| Komisyon Adı | : | (10 / 276, 277, 278, 279) Esas Numaralı Meclis Araştırması Komisyonu |
| Konu | : | Diyarbakır Büyükşehir Belediye Başkanı Gültan Kışanak'ın, Fetullahçı terör örgütüne ilişkin bilgi vermesi |
| Dönemi | : | 26 |
| Yasama Yılı | : | 2 |
| Tarih | : | 25 .10.2016 |
NURETTİN YAŞAR (Malatya) - Sayın Başkanım, öncelikle Gülten Hanım'a teşekkür ediyorum buraya kadar teşrif ettiği için.
Ben bir iki tespitle soru soracağım. Sanıyorum, sorular soruldu ama soruların maksadı, soruluş nedeni tam izah edilemedi ya da Gülten Hanım anladığı şekilde cevap verdi, o da doğal olarak hakkıdır.
Ekrem Dumanlı'nın görüşmesinin olup olmaması tek başına bir gerçekliğin bizatihi varlığı ya da yokluğu anlamına gelmiyor. Merak ettiğimiz şey şu: Ekrem Dumanlı geldi, öyle ya da böyle geldi ama sonucunda olan şeyleri birleştirdiğimiz zaman, hepimizin bir muhakemesi ve zekâsı var, dolayısıyla muhakemeyi çalıştırıyoruz, fotoğrafı görmek istediğimizde o farklı "puzzle"lar ortaya çıkıyor. Mesela, ondan sonra PKK'yla irtibatta olan MİT elemanlarının infazı gündeme geldi süreç içerisinde.
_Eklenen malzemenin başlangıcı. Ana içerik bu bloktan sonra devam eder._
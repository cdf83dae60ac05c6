//! Plain data exchanged with callers of the stores.
//!
//! These types carry no database handles, so a transport layer can serialize
//! them directly.

use chrono::NaiveDate;
use serde::{Deserialize, Serialize};

use crate::entities::task::TaskId;
use crate::entities::{done, task};
use crate::error::{Result, StoreError};
use crate::repositories::TaskWithDone;

/// A task as seen by readers, with its derived completion flag
#[derive(Clone, Debug, PartialEq, Eq, Serialize, Deserialize)]
pub struct Task {
    pub id: TaskId,
    pub title: Option<String>,
    pub due_date: Option<NaiveDate>,
    /// True iff a completion record exists for this task
    #[serde(default)]
    pub done: bool,
}

impl Task {
    pub(crate) fn from_model(model: task::Model, done: bool) -> Self {
        Self {
            id: model.id,
            title: model.title,
            due_date: model.due_date,
            done,
        }
    }
}

impl From<TaskWithDone> for Task {
    fn from((model, done): TaskWithDone) -> Self {
        Self::from_model(model, done.is_some())
    }
}

/// Arguments for creating a new task
#[derive(Clone, Debug, Default, PartialEq, Eq, Serialize, Deserialize)]
pub struct CreateTask {
    #[serde(default, skip_serializing_if = "Option::is_none")]
    pub title: Option<String>,
    #[serde(default, skip_serializing_if = "Option::is_none")]
    pub due_date: Option<NaiveDate>,
}

impl CreateTask {
    pub fn new(title: impl Into<String>) -> Self {
        Self {
            title: Some(title.into()),
            due_date: None,
        }
    }

    pub fn with_due_date(mut self, due_date: NaiveDate) -> Self {
        self.due_date = Some(due_date);
        self
    }
}

/// Arguments for updating a task.
///
/// Both fields replace the stored values, so `None` clears them.
#[derive(Clone, Debug, Default, PartialEq, Eq, Serialize, Deserialize)]
pub struct UpdateTask {
    #[serde(default, skip_serializing_if = "Option::is_none")]
    pub title: Option<String>,
    #[serde(default, skip_serializing_if = "Option::is_none")]
    pub due_date: Option<NaiveDate>,
}

impl UpdateTask {
    pub fn new(title: impl Into<String>) -> Self {
        Self {
            title: Some(title.into()),
            due_date: None,
        }
    }

    pub fn with_due_date(mut self, due_date: NaiveDate) -> Self {
        self.due_date = Some(due_date);
        self
    }
}

/// A completion record; its id is the id of the completed task
#[derive(Clone, Copy, Debug, PartialEq, Eq, Serialize, Deserialize)]
pub struct DoneRecord {
    pub id: TaskId,
}

impl From<done::Model> for DoneRecord {
    fn from(model: done::Model) -> Self {
        Self { id: model.id }
    }
}

/// Reject titles longer than `max_length` characters.
pub(crate) fn validate_title(title: Option<&str>, max_length: usize) -> Result<()> {
    if let Some(title) = title {
        let length = title.chars().count();
        if length > max_length {
            return Err(StoreError::Validation(format!(
                "title must be at most {} characters, got {}",
                max_length, length
            )));
        }
    }
    Ok(())
}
DİYARBAKIR BÜYÜKŞEHİR BELEDİYE BAŞKANI GÜLTAN KIŞANAK - Kimler bunlar? Bence bir kamuoyuna açıklayın, insanlar bilsin.
NURETTİN YAŞAR (Malatya) - Hayır, hayır, şöyle: Siz cevabınızı verdiniz. Dolayısıyla, haklı olarak bir sürecin miladı gibi, bir sürecin başlangıcı gibi, ondan sonrakilerden geriye doğru gidiyoruz, yoksa...
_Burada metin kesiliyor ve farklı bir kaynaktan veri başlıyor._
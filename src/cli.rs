use std::sync::Arc;

use clap::{Parser, Subcommand};
use color_eyre::eyre::{self, eyre};

use crate::api::SearchClient;
use crate::api::types::SearchEntry;
use crate::command::term_from_location;
use crate::config::load_config;
use crate::search::cache::RequestCache;
use crate::search::normalize_term;
use crate::search::state::{Effect, Phase, Policy, SearchEvent, SearchState, transition};

// ---------------------------------------------------------------------------
// CLI definition
// ---------------------------------------------------------------------------

#[derive(Parser)]
#[command(name = "tubesearch", about = "TUI and CLI for paginated video search")]
pub struct Cli {
    /// Search term to open the TUI with
    #[arg(long, short)]
    pub query: Option<String>,
    #[command(subcommand)]
    pub command: Option<CliCommand>,
}

#[derive(Subcommand)]
pub enum CliCommand {
    /// Launch the interactive TUI (default)
    Tui {
        /// Search term, or a front-end location such as /search?q=cats
        location: Option<String>,
    },
    /// Search and print results (JSONL)
    Search {
        /// Search term
        term: String,
        /// First page to fetch
        #[arg(long, default_value_t = 1)]
        page: u32,
        /// Number of pages to fetch
        #[arg(long, default_value_t = 1)]
        pages: u32,
    },
}

impl Cli {
    /// Term the TUI starts with: `--query` wins over a location argument.
    pub fn initial_term(&self) -> Option<String> {
        let from_location = match &self.command {
            Some(CliCommand::Tui { location: Some(location) }) => term_from_location(location),
            _ => None,
        };
        normalize_term(self.query.as_deref()).or(from_location)
    }
}

// ---------------------------------------------------------------------------
// Output helpers
// ---------------------------------------------------------------------------

/// Print entries as JSONL to stdout.
fn print_entries(entries: &[SearchEntry]) -> eyre::Result<()> {
    for entry in entries {
        let line = serde_json::to_string(entry)?;
        println!("{line}");
    }
    Ok(())
}

// ---------------------------------------------------------------------------
// Command execution
// ---------------------------------------------------------------------------

/// Fetch `pages` pages starting at `page` and print every entry.
///
/// Runs the same transitions as the TUI, feeding each resolved page back in
/// and answering load-more until the page budget is spent or the backend
/// runs out of results.
pub async fn run_search(term: &str, page: u32, pages: u32) -> eyre::Result<()> {
    let term = normalize_term(Some(term)).ok_or_else(|| eyre!("search term is empty"))?;

    let config = load_config();
    let client = Arc::new(SearchClient::from_config(&config).map_err(|e| eyre!("{e}"))?);
    let mut cache = RequestCache::new();

    // Keep the requested start page instead of resetting to 1.
    let policy = Policy {
        reset_page_on_new_query: false,
        ..config.policy()
    };
    let mut state = SearchState {
        page: page.max(1),
        ..SearchState::new(policy)
    };
    let mut event = SearchEvent::TermChanged(Some(term));

    for _ in 0..pages.max(1) {
        let (next, effects) = transition(state, event);
        state = next;

        let mut resolved = None;
        for effect in effects {
            match effect {
                Effect::Invalidate(key) => {
                    cache.invalidate(&key);
                }
                Effect::Fetch(key) => {
                    let client = Arc::clone(&client);
                    let result = cache
                        .get_or_fetch(&key, move |key| async move {
                            client
                                .fetch_page(&key)
                                .await
                                .map_err(|e| Arc::new(e.to_string()))
                        })
                        .await;
                    resolved = Some(SearchEvent::PageResolved { key, result });
                }
            }
        }
        let Some(resolved) = resolved else {
            break;
        };

        let before = state.results.len();
        state = transition(state, resolved).0;
        if let Some(err) = state.error() {
            return Err(eyre!("page {} failed: {err}", state.page));
        }
        print_entries(&state.results[before..])?;

        if state.phase == (Phase::Loaded { exhausted: true }) {
            tracing::debug!(page = state.page, "no more results");
            break;
        }
        event = SearchEvent::LoadMore;
    }

    Ok(())
}

pub async fn run_command(cmd: CliCommand) -> eyre::Result<()> {
    match cmd {
        CliCommand::Tui { .. } => unreachable!("tui is handled in main"),
        CliCommand::Search { term, page, pages } => run_search(&term, page, pages).await,
    }
}

// ---------------------------------------------------------------------------
// Tests
// ---------------------------------------------------------------------------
BAŞKAN - Nurettin Bey, sorunuzu sorarsanız lütfen...
NURETTİN YAŞAR (Malatya) - İkincisi: Sakine Cansız olayından bahsettiniz. Mesela Osman Öcalan, Sakine Cansız'ın Rıza Altun'la olan parasal birtakım sorunlardan dolayı öldürüldüğünü söylüyor; Abdullah Öcalan'ın kardeşi Osman Öcalan. Sizin de bilginiz var bundan yani Sakine Cansız'ın da, Fidan Doğan'ın da, Leyla Söylemez'in de ondan dolayı öldürüldüğünü söylüyor. Devamında KCK operasyonları, Oslo'nun deşifresi, Habur provokasyonu dediğimiz süreçlerin arkasından böyle bir ilişkiye girilmesi ister istemez dikkatleri çekiyor.
Dediğiniz konuda haklısınız, Abdullah Öcalan'dır ilk "paralel devlet yapılanması" tabirini kullanan kişi ama 1999'da "Beni getiren irade Fetullah Gülen'i de götürmüştür." diyen kişi de Abdullah Öcalan'dır. Bunları bir araya getirdiğimiz zaman, son seçimlerdeki, Hüseyin Bey anlattı, sandık rakamları, sayılar, bunları toparladığımız zaman ister istemez bu soruyu sormak zorunda hissediyoruz. Sizin de o hareketin önemli bir unsuru, önemli bir aktörü olduğunuzu bildiğimizden dolayı yani size başka ne sorabiliriz bu olayla ilgili, bu darbeyle ilgili? Çünkü, sadece sonuçlar üzerinden hareket edersek bir yere varamayacağımızı hepimiz biliyoruz. Burada bir vakıa var. Bu hareket...
BAŞKAN - Evet, Nurettin Bey...
MERAL DANIŞ BEŞTAŞ (Adana) - Sayın Başkan, benim konuşmamı kesmiştiniz.
MİTHAT SANCAR (Mardin) - Arkadaşımızın konuşmasını kesmiştiniz, hiç adil bir yönetim göstermiyorsunuz.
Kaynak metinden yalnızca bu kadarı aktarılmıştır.